According to Dr. Holman, “A hospital medicine program is one of, if not the most, under-marketed and under-leveraged resources to drive volume to the hospital.” Hospitalists who do leverage their service to increase referrals need to track that metric as well.

If expanded referrals lead to 10 new admissions a month, that adds up, at an average per-case revenue of $8,500, to about $1 million a year in new revenue. Plus, Dr. Holman pointed out, admissions from specialists for either medical or procedural cases “tend to be from a higher, more favorable payer mix.”

“¢ Pay-for-performance and improved documentation. One emerging area of potential revenue: Payers may increasingly tie reimbursement to performance on quality measures.

One proposed pay-for-performance program for Medicare patients, for example, would involve a three-tiered reimbursement model, Dr. Holman said. Depending on hospital-wide performance, one hypothetical model would pay the highest tier 2% above baseline, while those at baseline would see no change in reimbursement and a third tier would be paid at 2% below baseline.

That possible scenario could put 4% of Medicare reimbursement at risk.
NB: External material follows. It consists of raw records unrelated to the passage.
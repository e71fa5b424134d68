//! Synthesis session
//!
//! A `Session` owns everything one client needs to synthesize: the model
//! ports, the tokenizer, the voice bank and the current voice. It can be
//! driven synchronously with [`Session::synthesize`] or moved onto a worker
//! thread with [`Session::spawn`], which speaks typed messages in both
//! directions.

use crate::config::GenerationConfig;
use crate::engine::{AudioSegment, Control, GenerationEngine, RunSummary};
use crate::error::{Result, SynthesisError};
use crate::ports::{ModelPorts, VoiceEncoder};
use crate::text::{TextChunk, Tokenizer, prepare_chunks};
use crate::voice::VoiceBank;
use candle_core::Tensor;
use crossbeam_channel::{Receiver, Sender, TryRecvError, unbounded};
use std::sync::Arc;
use std::sync::atomic::{AtomicBool, Ordering};
use std::thread::JoinHandle;
use tracing::{debug, error, info, warn};

#[derive(Debug, Clone, Copy, PartialEq, Eq)]
pub enum SessionState {
    Loading,
    Ready,
    Generating,
    Error,
    Stopped,
}

#[derive(Debug, Clone, PartialEq)]
pub enum SessionRequest {
    Generate { text: String, voice: Option<String> },
    /// Mono reference audio at `sample_rate`
    EncodeVoice { pcm: Vec<f32>, sample_rate: u32 },
    SetVoice(String),
    SetQuality(usize),
    Stop,
    Shutdown,
}

#[derive(Debug, Clone, PartialEq)]
pub enum SessionEvent {
    Status { state: SessionState, message: String },
    VoicesLoaded { voices: Vec<String>, default_voice: Option<String> },
    GenerationStarted,
    Segment(AudioSegment),
    VoiceEncoded { id: String },
    VoiceSet { name: String },
    QualityChanged { steps: usize },
    Error(String),
    StreamEnded,
    Finished {
        rtfx: f64,
        gen_time: f64,
        total_time: f64,
        audio_seconds: f64,
    },
}

impl SessionEvent {
    fn status(state: SessionState, message: impl Into<String>) -> Self {
        Self::Status {
            state,
            message: message.into(),
        }
    }

    fn finished(summary: &RunSummary) -> Self {
        Self::Finished {
            rtfx: summary.rtfx,
            gen_time: summary.gen_time,
            total_time: summary.total_time,
            audio_seconds: summary.audio_seconds,
        }
    }
}

pub struct Session {
    engine: GenerationEngine,
    tokenizer: Arc<dyn Tokenizer>,
    voice_encoder: Option<Arc<dyn VoiceEncoder>>,
    voices: VoiceBank,
    current_voice: Option<String>,
}

impl Session {
    pub fn new(
        ports: ModelPorts,
        tokenizer: Arc<dyn Tokenizer>,
        voices: VoiceBank,
        config: GenerationConfig,
    ) -> Self {
        let voice_encoder = ports.voice_encoder.clone();
        let current_voice = voices.default_voice().map(str::to_string);
        Self {
            engine: GenerationEngine::new(ports, tokenizer.clone(), config),
            tokenizer,
            voice_encoder,
            voices,
            current_voice,
        }
    }

    pub fn config(&self) -> &GenerationConfig {
        self.engine.config()
    }

    pub fn voices(&self) -> &VoiceBank {
        &self.voices
    }

    pub fn current_voice(&self) -> Option<&str> {
        self.current_voice.as_deref()
    }

    pub fn cancel_flag(&self) -> Arc<AtomicBool> {
        self.engine.cancel_flag()
    }

    pub fn quality(&self) -> usize {
        self.engine.quality()
    }

    pub fn set_quality(&mut self, steps: usize) -> usize {
        self.engine.set_quality(steps);
        self.engine.quality()
    }

    pub fn set_voice(&mut self, name: &str) -> Result<()> {
        self.voices.get(name)?;
        self.current_voice = Some(name.to_string());
        Ok(())
    }

    /// Encode reference audio and make it the current voice.
    pub fn encode_voice(&mut self, pcm: &[f32], sample_rate: u32) -> Result<String> {
        let encoder = self
            .voice_encoder
            .clone()
            .ok_or_else(|| SynthesisError::backend("voice_encoder", "no voice encoder loaded"))?;
        let target_rate = self.engine.config().sample_rate;
        let (id, _) = self
            .voices
            .encode_reference(encoder.as_ref(), pcm, sample_rate, target_rate)?;
        self.current_voice = Some(id.clone());
        Ok(id)
    }

    /// Normalize and chunk text with this session's tokenizer and budget.
    pub fn prepare(&self, text: &str) -> Result<Vec<TextChunk>> {
        prepare_chunks(text, self.tokenizer.as_ref(), self.engine.config().chunk_tokens)
    }

    /// Run one utterance to completion on the calling thread.
    pub fn synthesize(
        &mut self,
        text: &str,
        voice: Option<&str>,
        control: &mut dyn FnMut() -> Option<Control>,
        sink: &mut dyn FnMut(AudioSegment),
    ) -> Result<RunSummary> {
        // a stop from the previous run must not leak into this one
        self.engine.cancel_flag().store(false, Ordering::SeqCst);
        let chunks = self.prepare(text)?;
        let embedding = self.resolve_voice(voice)?;
        info!(
            chunks = chunks.len(),
            voice = self.current_voice.as_deref().unwrap_or_default(),
            "starting generation"
        );
        self.engine.run(&embedding, &chunks, control, sink)
    }

    /// Synthesize into one buffer.
    pub fn synthesize_to_vec(&mut self, text: &str, voice: Option<&str>) -> Result<(Vec<f32>, RunSummary)> {
        let mut audio = Vec::new();
        let summary = self.synthesize(text, voice, &mut || None, &mut |segment| {
            audio.extend_from_slice(&segment.samples)
        })?;
        Ok((audio, summary))
    }

    fn resolve_voice(&mut self, voice: Option<&str>) -> Result<Tensor> {
        match voice {
            Some(name) => {
                let embedding = self.voices.get(name)?;
                self.current_voice = Some(name.to_string());
                Ok(embedding)
            }
            None => {
                let name = self.current_voice.as_deref().ok_or(SynthesisError::MissingVoice)?;
                self.voices.get(name)
            }
        }
    }

    /// Move the session onto a dedicated worker thread.
    pub fn spawn(self) -> std::io::Result<SessionHandle> {
        let (request_tx, request_rx) = unbounded();
        let (event_tx, event_rx) = unbounded();
        let cancel = self.cancel_flag();
        let thread = std::thread::Builder::new()
            .name("pocket-stream-session".into())
            .spawn(move || Worker::new(self, request_rx, event_tx).run())?;
        Ok(SessionHandle {
            requests: request_tx,
            events: event_rx,
            cancel,
            thread: Some(thread),
        })
    }
}

/// Client side of a spawned session
pub struct SessionHandle {
    requests: Sender<SessionRequest>,
    events: Receiver<SessionEvent>,
    cancel: Arc<AtomicBool>,
    thread: Option<JoinHandle<()>>,
}

impl SessionHandle {
    /// Returns false once the worker has exited.
    pub fn send(&self, request: SessionRequest) -> bool {
        self.requests.send(request).is_ok()
    }

    pub fn generate(&self, text: impl Into<String>, voice: Option<String>) -> bool {
        self.send(SessionRequest::Generate {
            text: text.into(),
            voice,
        })
    }

    /// Raise the stop flag immediately and queue a stop request for the
    /// next yield point.
    pub fn stop(&self) {
        self.cancel.store(true, Ordering::SeqCst);
        self.send(SessionRequest::Stop);
    }

    pub fn events(&self) -> &Receiver<SessionEvent> {
        &self.events
    }

    pub fn requests(&self) -> Sender<SessionRequest> {
        self.requests.clone()
    }

    pub fn shutdown(mut self) {
        self.close();
    }

    fn close(&mut self) {
        if let Some(thread) = self.thread.take() {
            self.cancel.store(true, Ordering::SeqCst);
            let _ = self.requests.send(SessionRequest::Shutdown);
            if thread.join().is_err() {
                error!("session worker panicked");
            }
        }
    }
}

impl Drop for SessionHandle {
    fn drop(&mut self) {
        self.close();
    }
}

struct Worker {
    session: Session,
    requests: Receiver<SessionRequest>,
    events: Sender<SessionEvent>,
}

impl Worker {
    fn new(session: Session, requests: Receiver<SessionRequest>, events: Sender<SessionEvent>) -> Self {
        Self {
            session,
            requests,
            events,
        }
    }

    fn emit(&self, event: SessionEvent) {
        if self.events.send(event).is_err() {
            debug!("session event receiver dropped");
        }
    }

    fn run(mut self) {
        self.emit(SessionEvent::VoicesLoaded {
            voices: self.session.voices().names(),
            default_voice: self.session.voices().default_voice().map(str::to_string),
        });
        self.emit(SessionEvent::status(SessionState::Ready, "Ready"));

        while let Ok(request) = self.requests.recv() {
            let mut queue = vec![request];
            while let Some(request) = queue.pop() {
                match request {
                    SessionRequest::Generate { text, voice } => {
                        let (deferred, shutdown) = self.generate(&text, voice.as_deref());
                        if shutdown {
                            return;
                        }
                        queue.extend(deferred.into_iter().rev());
                    }
                    SessionRequest::Shutdown => return,
                    other => self.handle_idle(other),
                }
            }
        }
    }

    fn handle_idle(&mut self, request: SessionRequest) {
        match request {
            SessionRequest::EncodeVoice { pcm, sample_rate } => {
                match self.session.encode_voice(&pcm, sample_rate) {
                    Ok(id) => self.emit(SessionEvent::VoiceEncoded { id }),
                    Err(e) => self.emit(SessionEvent::Error(format!("Failed to encode voice: {}", e))),
                }
            }
            SessionRequest::SetVoice(name) => match self.session.set_voice(&name) {
                Ok(()) => self.emit(SessionEvent::VoiceSet { name }),
                Err(e) => self.emit(SessionEvent::Error(e.to_string())),
            },
            SessionRequest::SetQuality(steps) => {
                let steps = self.session.set_quality(steps);
                self.emit(SessionEvent::QualityChanged { steps });
            }
            SessionRequest::Stop => self.emit(SessionEvent::status(SessionState::Stopped, "Stopped")),
            SessionRequest::Generate { .. } | SessionRequest::Shutdown => {}
        }
    }

    /// Run one utterance. Returns requests that arrived mid-run and must be
    /// handled afterwards, and whether a shutdown was requested.
    fn generate(&mut self, text: &str, voice: Option<&str>) -> (Vec<SessionRequest>, bool) {
        self.emit(SessionEvent::status(SessionState::Generating, "Generating..."));
        self.emit(SessionEvent::GenerationStarted);

        let max_quality = self.session.config().max_quality;
        let mut deferred = Vec::new();
        let mut shutdown = false;
        let result = {
            let requests = &self.requests;
            let events = &self.events;
            let mut control = || -> Option<Control> {
                loop {
                    match requests.try_recv() {
                        Ok(SessionRequest::Stop) => return Some(Control::Stop),
                        Ok(SessionRequest::Shutdown) => {
                            shutdown = true;
                            return Some(Control::Stop);
                        }
                        Ok(SessionRequest::SetQuality(steps)) => {
                            let steps = steps.clamp(1, max_quality);
                            let _ = events.send(SessionEvent::QualityChanged { steps });
                            return Some(Control::SetQuality(steps));
                        }
                        Ok(SessionRequest::Generate { .. }) => {
                            warn!("generate request while busy, rejected");
                            let _ = events.send(SessionEvent::Error(SynthesisError::Busy.to_string()));
                        }
                        Ok(other) => deferred.push(other),
                        Err(TryRecvError::Empty) | Err(TryRecvError::Disconnected) => return None,
                    }
                }
            };
            let mut sink = |segment: AudioSegment| {
                let _ = events.send(SessionEvent::Segment(segment));
            };
            self.session.synthesize(text, voice, &mut control, &mut sink)
        };

        match result {
            Ok(summary) => {
                self.emit(SessionEvent::finished(&summary));
                self.emit(SessionEvent::StreamEnded);
                if summary.cancelled {
                    self.emit(SessionEvent::status(SessionState::Stopped, "Stopped"));
                } else {
                    self.emit(SessionEvent::status(SessionState::Ready, "Finished"));
                }
            }
            Err(e) => {
                error!(error = %e, "generation failed");
                self.emit(SessionEvent::Error(e.to_string()));
                self.emit(SessionEvent::StreamEnded);
                let state = if e.is_fatal() {
                    SessionState::Error
                } else {
                    SessionState::Ready
                };
                self.emit(SessionEvent::status(state, e.to_string()));
            }
        }
        (deferred, shutdown)
    }
}

#[cfg(test)]
mod tests {
    use super::*;
    use crate::config::VoiceConfig;
    use crate::synthetic::SyntheticModel;
    use crate::text::WordTokenizer;

    fn session() -> anyhow::Result<Session> {
        let config = GenerationConfig {
            sample_rate: 2400,
            samples_per_frame: 24,
            latent_dim: 4,
            max_quality: 2,
            seed: Some(1),
            ..Default::default()
        };
        let model = SyntheticModel::new(config.latent_dim, config.samples_per_frame, config.sample_rate);
        let voices = VoiceBank::new(vec![("alba".to_string(), model.voice()?)], &VoiceConfig::default());
        Ok(Session::new(model.ports(), Arc::new(WordTokenizer::new()), voices, config))
    }

    #[test]
    fn test_stop_does_not_leak_into_next_run() -> anyhow::Result<()> {
        let mut session = session()?;
        let text = "One two three four five six seven eight.";

        let stopped = session.synthesize(text, None, &mut || Some(Control::Stop), &mut |_| {})?;
        assert!(stopped.cancelled);

        let (audio, summary) = session.synthesize_to_vec(text, None)?;
        assert!(!summary.cancelled);
        assert!(!audio.is_empty());
        Ok(())
    }

    #[test]
    fn test_unknown_voice_keeps_current() -> anyhow::Result<()> {
        let mut session = session()?;
        let err = session.synthesize_to_vec("Hi.", Some("nobody")).unwrap_err();
        assert!(err.is_input_error());
        assert_eq!(session.current_voice(), Some("alba"));
        Ok(())
    }
}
For a hospital that has 5,000 Medicare admissions a year and an average revenue of $8,500 per case, that 4% spread equals $1.7 million.

Finally, many hospitalist programs should be able to point to increased revenue in the here and now related to improved documentation practices. Dr. Holman gave this example: Through better coding and documentation, hospitalists improved their average per-case collections from $6,292 during their benchmark year to $7,351 their second year, an improvement of roughly $1,000 per case. Multiply that improvement by 3,000 cases, and you get a total of $3 million.

“That is not just $3 million in increased revenue,” Dr. Greeno pointed out. “This is $3 million in increased reimbursement and profit.”

Jay Greene is a freelance writer specializing in health care. He is based in St. Paul, Minn.

Practicing “cost avoidance”
When it comes to demonstrating return on investment, hospitalist groups often focus on how they help reduce costs and length of stay and bring in more revenue. But one area that often goes unnoticed is how hospitalists practice what one expert terms “cost avoidance.”

During a recent presentation on the Web, Russell Holman, MD, chief operating office for Cogent Healthcare, said that one example of how hospitalist groups can help avoid costs is in decreasing medical liability through improved quality and safety.

He also said that there’s another important area of cost avoidance that hospitalists should use in detailing their return on investment: reducing re-admission rates.

He gave the example of a hospital that over three years reduced 30-day re-admission rates from 9.2% to 5.5%, which translated into avoiding 650 uninsured re-admissions. While Dr. Holman stressed that he wasn’t chalking that entire savings up to the hospitalist program, “the hospital considered the program to be the centerpiece of its strategy to reduce re-admissions.”

With the average re-admission cost for each of these patients at around $7,000, he added, the resulting cost avoidance was $4.5 million “which in itself paid for the hospitalist program.